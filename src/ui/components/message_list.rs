//! Scrollable conversation view

use crate::chat::{ChatMessage, MessageStore, Role};
use crate::ui::core::{Action, Component, ScrollLock};
use crate::ui::theme::Theme;
use crate::utils::{format_time, is_old_message, strip_markdown};
use chrono::{DateTime, Local};
use crossterm::event::{KeyCode, KeyEvent};
use ratatui::{
    layout::{Alignment, Rect},
    style::{Modifier, Style},
    text::{Line, Span},
    widgets::Paragraph,
    Frame,
};

/// Lines moved per PageUp/PageDown
const SCROLL_STEP: usize = 5;

pub struct MessageList {
    store: MessageStore,
    scroll_lock: ScrollLock,
    /// Lines scrolled up from the bottom
    scroll_offset: usize,
    show_timestamps: bool,
    action_hints: String,
}

impl MessageList {
    pub fn new(store: MessageStore, scroll_lock: ScrollLock, show_timestamps: bool) -> Self {
        Self {
            store,
            scroll_lock,
            scroll_offset: 0,
            show_timestamps,
            action_hints: String::new(),
        }
    }

    pub fn store(&self) -> &MessageStore {
        &self.store
    }

    /// Mutable access for edits that should not move the view
    pub fn store_mut(&mut self) -> &mut MessageStore {
        &mut self.store
    }

    pub fn scroll_offset(&self) -> usize {
        self.scroll_offset
    }

    /// Hint line drawn under the latest assistant message
    pub fn set_action_hints(&mut self, hints: String) {
        self.action_hints = hints;
    }

    /// Append a message and jump back to the bottom
    pub fn push(&mut self, message: ChatMessage) {
        self.store.add(message);
        self.scroll_offset = 0;
    }

    /// Returns false while the scroll lock is held
    pub fn scroll_up(&mut self, lines: usize) -> bool {
        if self.scroll_lock.is_locked() {
            return false;
        }
        self.scroll_offset = self.scroll_offset.saturating_add(lines);
        true
    }

    pub fn scroll_down(&mut self, lines: usize) -> bool {
        if self.scroll_lock.is_locked() {
            return false;
        }
        self.scroll_offset = self.scroll_offset.saturating_sub(lines);
        true
    }

    /// Every line of the conversation wrapped to `width`
    pub fn build_lines(&self, width: usize, theme: &Theme, now: &DateTime<Local>) -> Vec<Line<'static>> {
        let last_assistant = self.store.last_assistant().map(|m| m.id.as_str());
        let mut lines = Vec::new();

        for message in self.store.messages() {
            let (alignment, color, name) = match message.role {
                Role::User => (Alignment::Right, theme.user, "You"),
                Role::Assistant => (Alignment::Left, theme.assistant, "Assistant"),
                Role::System => (Alignment::Center, theme.system, "System"),
            };
            let mut style = Style::default().fg(color);
            if message.role == Role::System {
                style = style.add_modifier(Modifier::ITALIC);
            }
            if is_old_message(&message.timestamp, now) {
                style = style.add_modifier(Modifier::DIM);
            }

            let header = if self.show_timestamps {
                format!("{} · {}", name, format_time(&message.timestamp))
            } else {
                name.to_string()
            };
            lines.push(Line::from(Span::styled(header, style.add_modifier(Modifier::BOLD))).alignment(alignment));

            let content = match message.role {
                Role::Assistant => strip_markdown(&message.content),
                Role::User | Role::System => message.content.clone(),
            };
            for paragraph in content.lines() {
                for wrapped in wrap_text(paragraph, width) {
                    lines.push(Line::from(Span::styled(wrapped, style)).alignment(alignment));
                }
            }

            if message.role == Role::Assistant {
                if let Some(summary) = message.thought_summary() {
                    lines.push(Line::from(Span::styled(
                        summary,
                        Style::default().fg(theme.dim).add_modifier(Modifier::ITALIC),
                    )));
                }
                if last_assistant == Some(message.id.as_str()) && !self.action_hints.is_empty() {
                    lines.push(Line::from(Span::styled(
                        self.action_hints.clone(),
                        Style::default().fg(theme.dim),
                    )));
                }
            }
            lines.push(Line::from(""));
        }
        lines
    }
}

/// Greedy word wrap on character counts; words longer than `width` are split
pub fn wrap_text(text: &str, width: usize) -> Vec<String> {
    let width = width.max(1);
    let mut lines = Vec::new();
    let mut current = String::new();
    let mut current_len = 0;

    for word in text.split_whitespace() {
        let mut word: Vec<char> = word.chars().collect();
        while word.len() > width {
            if current_len > 0 {
                lines.push(std::mem::take(&mut current));
                current_len = 0;
            }
            let rest = word.split_off(width);
            lines.push(word.into_iter().collect());
            word = rest;
        }

        let needed = if current_len == 0 { word.len() } else { current_len + 1 + word.len() };
        if needed > width && current_len > 0 {
            lines.push(std::mem::take(&mut current));
            current_len = 0;
        }
        if current_len > 0 {
            current.push(' ');
            current_len += 1;
        }
        current_len += word.len();
        current.extend(word);
    }

    if current_len > 0 || lines.is_empty() {
        lines.push(current);
    }
    lines
}

impl Component for MessageList {
    fn handle_key_events(&mut self, key: KeyEvent) -> Action {
        match key.code {
            KeyCode::PageUp => Action::ScrollUp,
            KeyCode::PageDown => Action::ScrollDown,
            _ => Action::None,
        }
    }

    fn update(&mut self, action: Action) -> Action {
        match action {
            Action::ScrollUp => {
                self.scroll_up(SCROLL_STEP);
                Action::None
            }
            Action::ScrollDown => {
                self.scroll_down(SCROLL_STEP);
                Action::None
            }
            other => other,
        }
    }

    fn render(&mut self, f: &mut Frame, rect: Rect, theme: &Theme) {
        let lines = self.build_lines(rect.width as usize, theme, &Local::now());
        let height = rect.height as usize;
        let max_offset = lines.len().saturating_sub(height);
        self.scroll_offset = self.scroll_offset.min(max_offset);

        let end = lines.len() - self.scroll_offset;
        let start = end.saturating_sub(height);
        let visible: Vec<Line> = lines[start..end].to_vec();
        f.render_widget(Paragraph::new(visible), rect);
    }
}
──────────────────────────────
Search the entries for the word "Frame" and pick out every line that holds it.

## Task response:
    Frame,
    fn render(&mut self, f: &mut Frame, rect: Rect, theme: &Theme) {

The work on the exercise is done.